Given the fact that their new movie unfolds against the Iraq war and no other film of this genre has become a hit, no one expected the film new film to be a huge it.

Inspired by a brilliant work of nonfiction by The Washington Post reporter Rajiv Chandrasekaran's Imperial Life in the Emerald City,  it was expected to open in the range of $17-$20 million.

And yet the $14.5 million Green Zone grossed over the weekend in North America was indeed disappointing especially since the film cost $100 million (and about $80 million for prints and marketing).

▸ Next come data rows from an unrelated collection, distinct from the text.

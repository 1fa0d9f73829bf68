use super::{operand_error, OperatorBuilder};
use crate::error::Result;
use rulex_core::{Operator, ValueType};
use rulex_runtime::{Kernel, Node};

/// Substring test on strings, membership test on sequences
#[derive(Debug)]
pub struct ContainsOperator {
    kernel: Kernel,
    left: Node,
    right: Node,
}

impl ContainsOperator {
    pub fn new(left: Node, right: Node) -> Result<Self> {
        let kernel = match left.ty.underlying() {
            ValueType::String if right.ty == ValueType::String => Kernel::Substring,
            ty if ty.element_type().is_some_and(|e| e.is_assignable_from(&right.ty)) => {
                Kernel::Element
            }
            _ => return Err(operand_error(Operator::Contains, &left.ty, Some(&right.ty))),
        };
        Ok(Self {
            kernel,
            left,
            right,
        })
    }
}

impl OperatorBuilder for ContainsOperator {
    fn create(self) -> Node {
        Node::operator(self.kernel, self.left, self.right)
    }
}

#[cfg(test)]
mod tests {
    use super::*;
    use rulex_core::Value;

    fn evaluate(left: Node, right: Node) -> bool {
        ContainsOperator::new(left, right)
            .unwrap()
            .create()
            .evaluate_bool(&())
            .unwrap()
    }

    #[test]
    fn test_substring() {
        let left = Node::literal(ValueType::String, Value::from("hello world"));
        assert!(evaluate(left.clone(), Node::literal(ValueType::String, Value::from("lo w"))));
        assert!(!evaluate(left, Node::literal(ValueType::String, Value::from("xyz"))));
    }

    #[test]
    fn test_sequence_membership() {
        let left = Node::literal(ValueType::sequence(ValueType::Int), Value::list([1i64, 2, 3]));
        assert!(evaluate(left.clone(), Node::literal(ValueType::Int, Value::Int(2))));
        assert!(!evaluate(left, Node::literal(ValueType::Int, Value::Int(9))));
    }

    #[test]
    fn test_mismatched_element_type() {
        let left = Node::literal(ValueType::sequence(ValueType::Int), Value::list([1i64]));
        let right = Node::literal(ValueType::String, Value::from("1"));
        assert!(ContainsOperator::new(left, right).is_err());
    }
}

Meanwhile, Alice in Wonderland came down from last week's top position by about 47  percent, earning $62 million and taking its North American 10-day gross to $208 million. The attrition rate for the Johnny Depp starrer outside of North American was truly small; it declined by about 20 percent, earning about $76 million in its second weekend. Worldwide, the $200 million film made an awesome $450 million in just 10 days. A worldwide $1 billion final gross cannot be ruled out.

In America, Green Zone was a distant second to Alice.  

Just as Green Zone opened, Kathryn Bigelow's Oscar-feted The Hurt Locker, which after grossing $12 million had gone into DVD and Blu-ray editions over a month ago, limped back in some 300 theaters in North America.

The reception has not been overwhelming and the film is expected to end its worldwide run with about $30 million. Considering that it was made for about $15 million, and is doing brisk business on DVD, it is indeed going to be profitable.

Compared to a dozen Iraq films such as Rendition, Redacted and In the Valley of Elah, Green Zone has opened quite strongly. Whether it can break even depends on how strongly it performs outside of North America, and how the DVD and Blu-ray run will be.   

The previous Damon film the Clint Eastwood directed Invictus made just about $38 million in North America but it is headed for a balmy $100 million in foreign territories. But that film cost $60 million.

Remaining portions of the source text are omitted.